Tags: #ciencia ficción

La Tierra permanece (38 page)

Desde entonces la Tribu se dividió en dos clanes: los Primeros y los Otros. Los niños que nacían de un matrimonio mixto pertenecían al clan del padre. A Ish le asombraba que la mujer tuviese tan poca influencia, y no ocurriera como en los pueblos primitivos. Pero las viejas tradiciones eran muy fuertes.

El año siguiente, Em perdió hasta la sombra de su gracia real. Ish vio en su rostro unas raras arrugas que no eran de vejez, sino de dolor. La piel antes mate era ahora de un gris ceniciento. Ish sintió miedo y frío, y comprendió que la hora de la separación había llegado.

A veces, en los sombríos meses que siguieron, Ish pensaba: Quizá no es más que apendicitis.

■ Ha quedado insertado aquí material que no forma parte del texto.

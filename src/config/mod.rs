// Copyright (c) 2025 Kirky.X
//
// Licensed under the MIT License
// See LICENSE file in the project root for full license information.

/// 配置模块
///
/// 处理应用程序的配置设置，包括数据库、审计管道预算、工作器和指标等配置
pub mod settings;
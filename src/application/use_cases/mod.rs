// Copyright (c) 2025 Kirky.X
//
// Licensed under the MIT License
// See LICENSE file in the project root for full license information.

/// 用例模块
///
/// `audit_orchestrator` 驱动一次运行从排队到完成或失败，
/// `finalizer` 负责汇总、评分以及完成后的副作用
pub mod audit_orchestrator;
pub mod finalizer;
// Copyright 2025 Kirky.X
//
// Licensed under the Apache License, Version 2.0 (the "License");
// you may not use this file except in compliance with the License.
// You may obtain a copy of the License at
//
//     http://www.apache.org/licenses/LICENSE-2.0
//
// Unless required by applicable law or agreed to in writing, software
// distributed under the License is distributed on an "AS IS" BASIS,
// WITHOUT WARRANTIES OR CONDITIONS OF ANY KIND, either express or implied.
// See the License for the specific language governing permissions and
// limitations under the License.

use sea_orm::entity::prelude::*;
use uuid::Uuid;

#[derive(Clone, Debug, PartialEq, DeriveEntityModel)]
#[sea_orm(table_name = "audit_runs")]
pub struct Model {
    #[sea_orm(primary_key, auto_increment = false)]
    pub id: Uuid,
    pub site_id: Uuid,
    pub status: String,
    pub settings: Json,
    pub started_at: Option<ChronoDateTimeWithTimeZone>,
    pub finished_at: Option<ChronoDateTimeWithTimeZone>,
    pub pages_crawled: i32,
    pub issues_critical: i32,
    pub issues_warning: i32,
    pub issues_info: i32,
    pub health_score: Option<i32>,
    #[sea_orm(column_type = "Text", nullable)]
    pub error_message: Option<String>,
    pub created_at: ChronoDateTimeWithTimeZone,
    pub updated_at: ChronoDateTimeWithTimeZone,
}

#[derive(Copy, Clone, Debug, EnumIter, DeriveRelation)]
pub enum Relation {}

impl ActiveModelBehavior for ActiveModel {}
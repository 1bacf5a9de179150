// Copyright (c) 2025 Kirky.X
//
// Licensed under the MIT License
// See LICENSE file in the project root for full license information.

/// 领域层模块
///
/// 该模块包含审计管道的核心业务逻辑，包括：
/// - 领域模型（models）：审计运行、页面结果、问题等实体
/// - 仓库接口（repositories）：数据持久化抽象接口
/// - 服务（services）：页面分析、问题规则、健康分数和协作者接口
///
/// 领域层不依赖于任何外部实现。
pub mod models;
pub mod repositories;
pub mod services;
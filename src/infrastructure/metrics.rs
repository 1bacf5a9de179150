// Copyright (c) 2025 Kirky.X
//
// Licensed under the MIT License
// See LICENSE file in the project root for full license information.

use crate::config::settings::MetricsSettings;
use metrics::{describe_counter, describe_gauge, describe_histogram};
use metrics_exporter_prometheus::PrometheusBuilder;
use std::net::SocketAddr;
use tracing::{info, warn};

/// 初始化指标系统
///
/// 安装 Prometheus 导出器并注册审计管道的指标；
/// 地址无效或端口被占用时只记录警告，指标调用变为空操作
pub fn init_metrics(settings: &MetricsSettings) {
    if !settings.enabled {
        info!("Metrics exporter disabled");
        return;
    }

    let addr: SocketAddr = match settings.listen_addr.parse() {
        Ok(addr) => addr,
        Err(e) => {
            warn!(
                "Invalid metrics address {}: {}. Metrics exporter not started.",
                settings.listen_addr, e
            );
            return;
        }
    };

    // Ignore error if address is already in use (for development/testing)
    if let Err(e) = PrometheusBuilder::new().with_http_listener(addr).install() {
        warn!("Failed to install Prometheus recorder: {}. This might happen if the port is already in use.", e);
        return;
    }

    describe_metrics();
    info!("Metrics exporter listening on {}", addr);
}

fn describe_metrics() {
    describe_counter!("audit_runs_started_total", "Total number of audit runs started");
    describe_counter!(
        "audit_runs_completed_total",
        "Total number of audit runs completed with a health score"
    );
    describe_counter!(
        "audit_runs_failed_total",
        "Total number of audit runs failed, labelled by stage"
    );
    describe_counter!(
        "audit_pages_total",
        "Total number of pages processed, labelled by outcome"
    );
    describe_counter!(
        "audit_fetch_retries_total",
        "Total number of fetch retries after transient errors"
    );
    describe_histogram!(
        "audit_page_duration_seconds",
        "Duration of a single page task in seconds"
    );
    describe_gauge!("audit_health_score", "Health score of the last completed run");
    describe_counter!(
        "audit_enrichment_total",
        "Total number of enrichment tasks, labelled by outcome"
    );
}
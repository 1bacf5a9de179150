// Copyright (c) 2025 Kirky.X
//
// Licensed under the MIT License
// See LICENSE file in the project root for full license information.

/// 领域模型模块
///
/// 该模块定义了审计管道的核心业务实体，包括：
/// - 审计运行（audit_run）：一次针对站点的完整审计及其设置与汇总
/// - 页面结果（page_result）：一个已抓取并分析的URL
/// - 问题（issue）：附加在页面或运行上的规则违规
/// - 补充指标（enrichment_metric）：PageSpeed 等二级数据
/// - 站点（site）：被审计的域名
pub mod audit_run;
pub mod enrichment_metric;
pub mod issue;
pub mod page_result;
pub mod site;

Le duele en ese sitio. ¿Por qué no operarla? Podría leer libros, aprender lo necesario. Uno de los muchachos le daría éter. En el peor de los casos, Em dejaría de sufrir.

Pero cuando llegaba el momento siempre retrocedía. Le temblaba la mano, no tenía valor. No se atrevía a hundir el bisturí en el costado de la que amaba. Em sólo contaba con ella misma.

Y pronto debió reconocer que no era apendicitis. Cuando el sol inició su marcha hacia el sur, Em cayó en cama y no se levantó más. En las farmacias en ruinas, Ish encontró polvos y jarabes que atenuaron los sufrimientos de Em. Después de haber tomado el calmante, ella dormía o permanecía inmóvil, sonriendo. Cuando el dolor volvía, Ish pensaba si no debería aumentar la dosis y terminar aquel tormento.

Pero no lo hizo. Pues sabía que Em amaba aún la vida y no perdería el valor.

Se pasaba largas horas a su cabecera, tomándole la mano y cambiando de cuando en cuando algunas palabras.

Como siempre, era ella quien lo consolaba a él, a pesar de sus torturas, y el fin tan cercano. Sí, se decía Ish una vez más, ella había sido para él una madre tanto como una esposa.

—No te atormentes por los niños —le dijo Em un día—, ni por los nietos y todos los que seguirán. Serán felices, me parece. Por lo menos serán tan felices como hubiesen podido serlo en los viejos días. No pienses demasiado en la civilización. Irán adelante.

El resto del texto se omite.